- What this task involves
For the records below, print the lines from the line with "content (warning level)." through the line with "than it contained." exactly as written; include both end lines and exclude the rest.

- Records for the exercise
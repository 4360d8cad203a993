//! Structured observability hooks for TeamCity polling.
//!
//! This module provides:
//! - Endpoint-scoped tracing spans via the `PollSpan` RAII guard
//! - Emission functions for fetches, decode outcomes and count skew
//!
//! Events carry a dotted `event` field so they can be filtered in JSON
//! log pipelines.

use tracing::{debug, info, warn};

/// RAII guard that enters a span tagged with the polled endpoint.
///
/// # Example
///
/// ```ignore
/// let _span = PollSpan::enter("http://teamcity.example.com");
/// // tracing calls are now associated with endpoint = "http://teamcity.example.com"
/// ```
pub struct PollSpan {
    _span: tracing::span::EnteredSpan,
}

impl PollSpan {
    pub fn enter(endpoint: &str) -> Self {
        let span = tracing::info_span!("cieye.poll", endpoint = %endpoint);
        Self {
            _span: span.entered(),
        }
    }
}

/// Emit event: a fetch is about to be issued.
pub fn emit_fetch(url: &str) {
    debug!(event = "teamcity.fetch", url = %url);
}

/// Emit event: the contact failed to deliver content (warning level).
pub fn emit_fetch_failed(url: &str, error: &dyn std::fmt::Display) {
    warn!(event = "teamcity.fetch_failed", url = %url, error = %error);
}

/// Emit event: content arrived but could not be decoded (warning level).
pub fn emit_decode_failed(url: &str, error: &dyn std::fmt::Display) {
    warn!(event = "teamcity.decode_failed", url = %url, error = %error);
}

/// Emit event: a build's changes were decoded.
pub fn emit_changes_decoded(url: &str, changes: usize) {
    info!(event = "teamcity.changes_decoded", url = %url, changes = changes);
}

/// Emit event: a listing declared a different `count` than it contained.
pub fn emit_count_mismatch(resource: &str, declared: u64, actual: usize) {
    warn!(
        event = "teamcity.count_mismatch",
        resource = %resource,
        declared = declared,
        actual = actual,
    );
}

#[cfg(test)]
mod tests {
    use super::*;
    use tracing_test::traced_test;

    #[traced_test]
    #[test]
    fn count_mismatch_is_logged() {
        emit_count_mismatch("change", 3, 1);
        assert!(logs_contain("teamcity.count_mismatch"));
        assert!(logs_contain("declared=3"));
    }

    #[traced_test]
    #[test]
    fn changes_decoded_carries_url() {
        emit_changes_decoded("http://foo/app/rest/changes/id:1", 2);
        assert!(logs_contain("http://foo/app/rest/changes/id:1"));
    }

    #[traced_test]
    #[test]
    fn poll_span_enter_and_drop() {
        let span = PollSpan::enter("http://foo");
        emit_fetch("http://foo/app/rest/server");
        drop(span);
    }
}
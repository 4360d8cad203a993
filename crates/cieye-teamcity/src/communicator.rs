//! TeamCity REST communicator
//!
//! URLs are formed by plain concatenation of the configured endpoint and a
//! path or server-supplied href. Nothing is joined, normalized or encoded,
//! so hrefs must already start with `/`.

use std::sync::Arc;

use cieye_observation::{CodeBook, CommunicationNetwork, Contact, TransportError};

use crate::decode;
use crate::domain::{
    Build, BuildDetail, BuildType, Change, ChangeDetail, Project, ProjectDetail, ServerVersion,
};
use crate::error::{DecodeError, DecodeResult, Result};
use crate::obs;

const SERVER_PATH: &str = "/app/rest/server";
const PROJECTS_PATH: &str = "/app/rest/projects";
const BUILDS_PATH: &str = "/app/rest/builds/?locator=";

/// Observes one TeamCity server.
///
/// Holds the endpoint and a single contact resolved at construction; both
/// are immutable, so one communicator can serve concurrent polls.
#[derive(Clone)]
pub struct TeamCityCommunicator {
    endpoint: String,
    contact: Arc<dyn Contact>,
}

impl std::fmt::Debug for TeamCityCommunicator {
    fn fmt(&self, f: &mut std::fmt::Formatter<'_>) -> std::fmt::Result {
        f.debug_struct("TeamCityCommunicator")
            .field("endpoint", &self.endpoint)
            .finish_non_exhaustive()
    }
}

impl TeamCityCommunicator {
    /// Resolve a JSON contact on `network` for the server at `endpoint`.
    pub fn new(
        network: &dyn CommunicationNetwork,
        endpoint: &str,
    ) -> std::result::Result<Self, TransportError> {
        Self::with_code_book(network, endpoint, &CodeBook::json())
    }

    pub fn with_code_book(
        network: &dyn CommunicationNetwork,
        endpoint: &str,
        code_book: &CodeBook,
    ) -> std::result::Result<Self, TransportError> {
        Ok(TeamCityCommunicator {
            endpoint: endpoint.to_string(),
            contact: network.make_contact(code_book)?,
        })
    }

    pub fn endpoint(&self) -> &str {
        &self.endpoint
    }

    fn url_for(&self, href: &str) -> String {
        format!("{}{}", self.endpoint, href)
    }

    async fn call<T>(&self, url: &str, decoder: fn(&str) -> DecodeResult<T>) -> Result<T> {
        obs::emit_fetch(url);
        let content = self
            .contact
            .fetch(url)
            .await
            .and_then(|content| {
                if content.trim().is_empty() {
                    Err(TransportError::Empty {
                        url: url.to_string(),
                    })
                } else {
                    Ok(content)
                }
            })
            .map_err(|e| {
                obs::emit_fetch_failed(url, &e);
                e
            })?;
        decoder(&content).map_err(|e| {
            obs::emit_decode_failed(url, &e);
            e.into()
        })
    }

    /// Server version as reported by `/app/rest/server`.
    pub async fn version(&self) -> Result<ServerVersion> {
        self.call(&self.url_for(SERVER_PATH), decode::decode_server_version)
            .await
    }

    pub async fn projects(&self) -> Result<Vec<Project>> {
        self.call(&self.url_for(PROJECTS_PATH), decode::decode_projects)
            .await
    }

    /// Project with its build configurations.
    pub async fn details_of_project(&self, project: &Project) -> Result<ProjectDetail> {
        self.call(&self.url_for(&project.href), decode::decode_project_detail)
            .await
    }

    pub async fn running_builds_for(&self, build_type: &BuildType) -> Result<Vec<Build>> {
        let locator = format!("running:true,buildType:id:{}", build_type.id);
        self.call(
            &self.url_for(&format!("{BUILDS_PATH}{locator}")),
            decode::decode_builds,
        )
        .await
    }

    /// Most recent finished build, if the configuration has ever finished one.
    pub async fn last_completed_build_for(&self, build_type: &BuildType) -> Result<Option<Build>> {
        let locator = format!("running:false,count:1,buildType:id:{}", build_type.id);
        let builds = self
            .call(
                &self.url_for(&format!("{BUILDS_PATH}{locator}")),
                decode::decode_builds,
            )
            .await?;
        Ok(builds.into_iter().next())
    }

    pub async fn details_of(&self, build: &Build) -> Result<BuildDetail> {
        self.call(&self.url_for(&build.href), decode::decode_build_detail)
            .await
    }

    /// Changes of a build, in the order the server lists them.
    ///
    /// Fetches `endpoint + build_detail.changes.href`. Transport and decode
    /// failures propagate; an empty list means the build has no changes.
    pub async fn changes_of(&self, build_detail: &BuildDetail) -> Result<Vec<Change>> {
        let url = self.url_for(&build_detail.changes.href);
        let changes = self.call(&url, decode::decode_changes).await?;
        obs::emit_changes_decoded(&url, changes.len());
        Ok(changes)
    }

    pub async fn details_of_change(&self, change: &Change) -> Result<ChangeDetail> {
        let href = change.href.as_deref().ok_or(DecodeError::MissingField {
            resource: "change",
            field: "href",
        })?;
        self.call(&self.url_for(href), decode::decode_change_detail)
            .await
    }
}
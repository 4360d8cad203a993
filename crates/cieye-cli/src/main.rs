//! CI-Eye CLI
//!
//! The `cieye` command inspects a TeamCity server the same way the
//! dashboard poller does, printing the normalized model as JSON.
//!
//! ## Commands
//!
//! - `version`: server version
//! - `projects`: project listing
//! - `build-types`: build configurations of one project
//! - `running` / `last-completed`: builds of one configuration
//! - `changes`: changes of one build, optionally with full detail

use std::time::Duration;

use anyhow::{Context, Result};
use clap::{Parser, Subcommand};
use futures::future::try_join_all;
use serde::Serialize;
use tracing::{info, Level};

use cieye_observation::{telemetry::init_tracing, CodeBook, HttpNetwork};
use cieye_teamcity::obs::PollSpan;
use cieye_teamcity::{Build, BuildDetail, BuildType, TeamCityCommunicator};

#[derive(Parser)]
#[command(name = "cieye")]
#[command(author = "Stevedores Org")]
#[command(version = env!("CARGO_PKG_VERSION"))]
#[command(about = "Inspect TeamCity servers through CI-Eye", long_about = None)]
struct Cli {
    /// TeamCity server endpoint, e.g. http://teamcity.example.com
    #[arg(long, env = "CIEYE_TEAMCITY_ENDPOINT", global = true)]
    endpoint: Option<String>,

    /// Per-request timeout in seconds
    #[arg(long, env = "CIEYE_TIMEOUT_SECS", default_value = "30", global = true)]
    timeout_secs: u64,

    /// Enable verbose output
    #[arg(short, long, global = true)]
    verbose: bool,

    /// Emit JSON-formatted log lines
    #[arg(long, global = true)]
    json: bool,

    #[command(subcommand)]
    command: Commands,
}

#[derive(Subcommand)]
enum Commands {
    /// Show the server version
    Version,

    /// List projects
    Projects,

    /// List the build configurations of a project
    BuildTypes {
        /// Project id, e.g. project3
        #[arg(long)]
        project: String,
    },

    /// List running builds of a build configuration
    Running {
        /// Build configuration id, e.g. bt11
        #[arg(long)]
        build_type: String,
    },

    /// Show the last completed build of a build configuration
    LastCompleted {
        /// Build configuration id, e.g. bt11
        #[arg(long)]
        build_type: String,
    },

    /// List the changes of a build
    Changes {
        /// Build id, e.g. 4402
        #[arg(long)]
        build: String,

        /// Fetch comment, author and date for every change
        #[arg(long)]
        details: bool,
    },
}

#[tokio::main]
async fn main() -> Result<()> {
    let cli = Cli::parse();

    let level = if cli.verbose {
        Level::DEBUG
    } else {
        Level::INFO
    };
    init_tracing(cli.json, level);

    let endpoint = cli
        .endpoint
        .as_deref()
        .context("No TeamCity endpoint given (use --endpoint or CIEYE_TEAMCITY_ENDPOINT)")?;
    let code_book = CodeBook::json().with_timeout(Duration::from_secs(cli.timeout_secs));
    let communicator =
        TeamCityCommunicator::with_code_book(&HttpNetwork::new(), endpoint, &code_book)
            .context("Failed to set up HTTP contact")?;
    let _span = PollSpan::enter(communicator.endpoint());

    match cli.command {
        Commands::Version => cmd_version(&communicator).await,
        Commands::Projects => cmd_projects(&communicator).await,
        Commands::BuildTypes { project } => cmd_build_types(&communicator, &project).await,
        Commands::Running { build_type } => cmd_running(&communicator, &build_type).await,
        Commands::LastCompleted { build_type } => {
            cmd_last_completed(&communicator, &build_type).await
        }
        Commands::Changes { build, details } => {
            cmd_changes(&communicator, &build, details).await
        }
    }
}

fn render_json<T: Serialize>(value: &T) -> Result<String> {
    Ok(serde_json::to_string_pretty(value)?)
}

fn print_json<T: Serialize>(value: &T) -> Result<()> {
    println!("{}", render_json(value)?);
    Ok(())
}

/// Build configuration reference addressed by id alone
fn build_type_ref(id: &str) -> BuildType {
    BuildType {
        id: id.to_string(),
        name: id.to_string(),
        href: format!("/app/rest/buildTypes/id:{id}"),
        project_id: None,
        web_url: None,
    }
}

/// Build reference addressed by id alone
fn build_ref(id: &str) -> Build {
    Build {
        id: id.to_string(),
        number: None,
        status: None,
        href: format!("/app/rest/builds/id:{id}"),
        build_type_id: None,
        running: false,
        percentage_complete: None,
        web_url: None,
    }
}

async fn cmd_version(communicator: &TeamCityCommunicator) -> Result<()> {
    let version = communicator
        .version()
        .await
        .context("Failed to read server version")?;
    print_json(&version)
}

async fn cmd_projects(communicator: &TeamCityCommunicator) -> Result<()> {
    let projects = communicator
        .projects()
        .await
        .context("Failed to list projects")?;
    info!("Found {} projects", projects.len());
    print_json(&projects)
}

async fn cmd_build_types(communicator: &TeamCityCommunicator, project_id: &str) -> Result<()> {
    let projects = communicator
        .projects()
        .await
        .context("Failed to list projects")?;
    let project = projects
        .iter()
        .find(|p| p.id == project_id)
        .with_context(|| format!("No project with id '{project_id}'"))?;

    let detail = communicator
        .details_of_project(project)
        .await
        .with_context(|| format!("Failed to read project '{project_id}'"))?;
    print_json(&detail.build_types)
}

async fn cmd_running(communicator: &TeamCityCommunicator, build_type: &str) -> Result<()> {
    let builds = communicator
        .running_builds_for(&build_type_ref(build_type))
        .await
        .with_context(|| format!("Failed to list running builds of '{build_type}'"))?;
    print_json(&builds)
}

async fn cmd_last_completed(
    communicator: &TeamCityCommunicator,
    build_type: &str,
) -> Result<()> {
    let build = communicator
        .last_completed_build_for(&build_type_ref(build_type))
        .await
        .with_context(|| format!("Failed to find last completed build of '{build_type}'"))?;

    match build {
        Some(build) => {
            let detail = communicator
                .details_of(&build)
                .await
                .with_context(|| format!("Failed to read build {}", build.id))?;
            print_json(&detail)
        }
        None => {
            info!("No completed builds for '{build_type}'");
            print_json(&Option::<BuildDetail>::None)
        }
    }
}

async fn cmd_changes(
    communicator: &TeamCityCommunicator,
    build: &str,
    details: bool,
) -> Result<()> {
    let detail = communicator
        .details_of(&build_ref(build))
        .await
        .with_context(|| format!("Failed to read build {build}"))?;
    let changes = communicator
        .changes_of(&detail)
        .await
        .with_context(|| format!("Failed to read changes of build {build}"))?;

    if !details {
        return print_json(&changes);
    }

    let detailed = try_join_all(changes.iter().map(|c| communicator.details_of_change(c)))
        .await
        .with_context(|| format!("Failed to read change details of build {build}"))?;
    print_json(&detailed)
}

#[cfg(test)]
mod tests {
    use super::*;

    #[test]
    fn parses_changes_with_details() {
        let cli = Cli::try_parse_from([
            "cieye",
            "--endpoint",
            "http://teamcity.example.com",
            "changes",
            "--build",
            "4402",
            "--details",
        ])
        .unwrap();

        assert_eq!(cli.endpoint.as_deref(), Some("http://teamcity.example.com"));
        match cli.command {
            Commands::Changes { build, details } => {
                assert_eq!(build, "4402");
                assert!(details);
            }
            _ => panic!("expected changes command"),
        }
    }

    #[test]
    fn global_flags_follow_subcommand() {
        let cli = Cli::try_parse_from(["cieye", "projects", "--verbose", "--json"]).unwrap();
        assert!(cli.verbose);
        assert!(cli.json);
    }

    #[test]
    fn build_type_requires_id() {
        assert!(Cli::try_parse_from(["cieye", "running"]).is_err());
    }

    #[test]
    fn missing_build_renders_as_json_null() {
        let rendered = render_json(&Option::<BuildDetail>::None).unwrap();
        assert_eq!(rendered, "null");
        assert!(serde_json::from_str::<serde_json::Value>(&rendered)
            .unwrap()
            .is_null());
    }

    #[test]
    fn references_point_at_rest_resources() {
        assert_eq!(build_type_ref("bt11").href, "/app/rest/buildTypes/id:bt11");
        assert_eq!(build_ref("4402").href, "/app/rest/builds/id:4402");
    }
}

- Answer to the exercise
/// Emit event: the contact failed to deliver content (warning level).
pub fn emit_fetch_failed(url: &str, error: &dyn std::fmt::Display) {
    warn!(event = "teamcity.fetch_failed", url = %url, error = %error);
}

/// Emit event: content arrived but could not be decoded (warning level).
pub fn emit_decode_failed(url: &str, error: &dyn std::fmt::Display) {
    warn!(event = "teamcity.decode_failed", url = %url, error = %error);
}

/// Emit event: a build's changes were decoded.
pub fn emit_changes_decoded(url: &str, changes: usize) {
    info!(event = "teamcity.changes_decoded", url = %url, changes = changes);
}

/// Emit event: a listing declared a different `count` than it contained.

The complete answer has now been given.